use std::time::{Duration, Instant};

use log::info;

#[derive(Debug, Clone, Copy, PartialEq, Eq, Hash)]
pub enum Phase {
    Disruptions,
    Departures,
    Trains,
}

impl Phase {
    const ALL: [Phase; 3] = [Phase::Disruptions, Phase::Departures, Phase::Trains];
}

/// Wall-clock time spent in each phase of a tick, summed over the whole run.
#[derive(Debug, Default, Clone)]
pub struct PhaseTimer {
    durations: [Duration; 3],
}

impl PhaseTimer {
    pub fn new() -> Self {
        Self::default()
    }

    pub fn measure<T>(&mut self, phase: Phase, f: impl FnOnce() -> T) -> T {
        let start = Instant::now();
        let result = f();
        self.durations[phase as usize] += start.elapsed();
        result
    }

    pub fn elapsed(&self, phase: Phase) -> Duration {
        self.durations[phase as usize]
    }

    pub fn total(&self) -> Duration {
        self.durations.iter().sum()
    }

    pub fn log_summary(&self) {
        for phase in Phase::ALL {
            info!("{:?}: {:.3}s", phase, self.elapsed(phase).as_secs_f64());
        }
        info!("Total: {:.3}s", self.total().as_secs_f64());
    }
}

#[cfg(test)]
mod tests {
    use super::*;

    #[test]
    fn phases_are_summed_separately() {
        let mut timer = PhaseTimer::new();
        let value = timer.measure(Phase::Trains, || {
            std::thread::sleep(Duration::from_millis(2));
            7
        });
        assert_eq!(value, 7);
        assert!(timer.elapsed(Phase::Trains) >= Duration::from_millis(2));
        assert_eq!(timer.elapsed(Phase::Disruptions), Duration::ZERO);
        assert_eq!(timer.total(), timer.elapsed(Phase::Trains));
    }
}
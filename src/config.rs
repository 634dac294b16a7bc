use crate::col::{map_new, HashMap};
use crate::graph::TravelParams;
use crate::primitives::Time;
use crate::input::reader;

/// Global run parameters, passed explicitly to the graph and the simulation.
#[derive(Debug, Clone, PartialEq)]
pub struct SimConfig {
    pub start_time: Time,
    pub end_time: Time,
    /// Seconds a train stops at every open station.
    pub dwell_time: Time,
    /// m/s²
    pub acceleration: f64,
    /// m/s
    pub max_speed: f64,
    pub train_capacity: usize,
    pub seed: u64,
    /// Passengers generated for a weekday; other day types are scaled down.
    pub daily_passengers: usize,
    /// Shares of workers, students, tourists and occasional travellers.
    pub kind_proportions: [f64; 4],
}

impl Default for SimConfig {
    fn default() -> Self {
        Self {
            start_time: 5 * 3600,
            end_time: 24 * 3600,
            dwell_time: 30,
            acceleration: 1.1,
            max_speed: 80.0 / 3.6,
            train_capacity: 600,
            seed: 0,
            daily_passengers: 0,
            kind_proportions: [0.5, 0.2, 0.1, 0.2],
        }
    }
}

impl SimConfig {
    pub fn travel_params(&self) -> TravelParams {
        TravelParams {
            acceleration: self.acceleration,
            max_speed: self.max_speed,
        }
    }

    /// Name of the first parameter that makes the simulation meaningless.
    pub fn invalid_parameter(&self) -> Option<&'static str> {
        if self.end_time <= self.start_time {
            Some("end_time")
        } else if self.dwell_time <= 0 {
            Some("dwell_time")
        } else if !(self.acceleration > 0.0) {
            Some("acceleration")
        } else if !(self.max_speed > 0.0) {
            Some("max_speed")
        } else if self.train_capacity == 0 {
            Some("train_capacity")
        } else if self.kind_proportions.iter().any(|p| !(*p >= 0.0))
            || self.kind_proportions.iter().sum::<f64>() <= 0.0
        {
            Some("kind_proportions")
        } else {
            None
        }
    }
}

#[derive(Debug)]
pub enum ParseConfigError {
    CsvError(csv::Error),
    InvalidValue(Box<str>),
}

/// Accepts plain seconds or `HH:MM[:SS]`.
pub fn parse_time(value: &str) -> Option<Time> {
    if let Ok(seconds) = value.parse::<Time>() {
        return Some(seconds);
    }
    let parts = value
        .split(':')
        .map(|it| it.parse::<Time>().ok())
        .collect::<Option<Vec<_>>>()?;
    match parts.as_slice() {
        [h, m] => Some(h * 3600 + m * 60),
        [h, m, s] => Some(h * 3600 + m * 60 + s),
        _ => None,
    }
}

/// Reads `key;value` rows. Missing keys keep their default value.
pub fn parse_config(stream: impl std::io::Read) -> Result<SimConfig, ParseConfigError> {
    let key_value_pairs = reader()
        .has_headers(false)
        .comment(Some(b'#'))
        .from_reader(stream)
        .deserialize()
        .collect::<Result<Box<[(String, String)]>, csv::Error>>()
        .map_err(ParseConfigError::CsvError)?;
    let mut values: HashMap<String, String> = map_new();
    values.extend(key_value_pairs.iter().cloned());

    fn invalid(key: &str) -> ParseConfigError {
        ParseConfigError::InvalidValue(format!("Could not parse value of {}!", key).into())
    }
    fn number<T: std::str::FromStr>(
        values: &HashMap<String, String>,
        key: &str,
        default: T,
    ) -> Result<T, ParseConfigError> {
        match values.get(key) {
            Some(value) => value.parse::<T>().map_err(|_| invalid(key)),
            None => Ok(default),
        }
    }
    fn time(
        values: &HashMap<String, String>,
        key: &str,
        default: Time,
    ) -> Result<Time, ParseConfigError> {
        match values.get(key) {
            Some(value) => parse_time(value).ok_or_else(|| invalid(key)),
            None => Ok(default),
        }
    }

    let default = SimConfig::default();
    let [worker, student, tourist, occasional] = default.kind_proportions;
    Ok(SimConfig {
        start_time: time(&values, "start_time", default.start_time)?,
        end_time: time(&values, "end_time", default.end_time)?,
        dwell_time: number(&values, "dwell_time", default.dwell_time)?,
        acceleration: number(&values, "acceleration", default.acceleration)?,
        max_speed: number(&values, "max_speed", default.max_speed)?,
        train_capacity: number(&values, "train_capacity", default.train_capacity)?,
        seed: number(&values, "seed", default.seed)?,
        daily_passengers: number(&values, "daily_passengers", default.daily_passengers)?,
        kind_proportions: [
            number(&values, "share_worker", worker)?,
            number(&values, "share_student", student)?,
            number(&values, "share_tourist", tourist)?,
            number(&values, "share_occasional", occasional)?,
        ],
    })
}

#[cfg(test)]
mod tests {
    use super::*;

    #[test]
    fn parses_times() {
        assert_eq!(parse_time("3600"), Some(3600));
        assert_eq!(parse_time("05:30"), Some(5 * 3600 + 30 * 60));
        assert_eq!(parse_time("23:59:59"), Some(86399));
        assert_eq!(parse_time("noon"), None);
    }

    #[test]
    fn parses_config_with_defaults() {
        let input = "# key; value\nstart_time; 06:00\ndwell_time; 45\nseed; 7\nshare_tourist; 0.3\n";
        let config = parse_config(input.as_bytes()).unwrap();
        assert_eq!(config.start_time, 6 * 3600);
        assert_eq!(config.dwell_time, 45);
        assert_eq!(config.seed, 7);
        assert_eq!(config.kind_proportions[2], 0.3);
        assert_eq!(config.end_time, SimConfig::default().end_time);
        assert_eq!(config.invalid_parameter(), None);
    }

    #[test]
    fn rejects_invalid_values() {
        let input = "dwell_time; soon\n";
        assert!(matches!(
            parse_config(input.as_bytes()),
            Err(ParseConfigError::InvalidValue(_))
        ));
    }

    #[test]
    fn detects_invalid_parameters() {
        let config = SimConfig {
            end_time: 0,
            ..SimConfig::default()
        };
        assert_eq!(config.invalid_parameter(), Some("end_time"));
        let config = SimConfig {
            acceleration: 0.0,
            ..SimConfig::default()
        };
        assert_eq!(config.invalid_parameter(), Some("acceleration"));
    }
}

·····

EXERCISE OBJECTIVE: Copy every line in the entries above that has the string "CsvError" in it.

RESPONSE TO THE EXERCISE:
    CsvError(csv::Error),
        .map_err(ParseConfigError::CsvError)?;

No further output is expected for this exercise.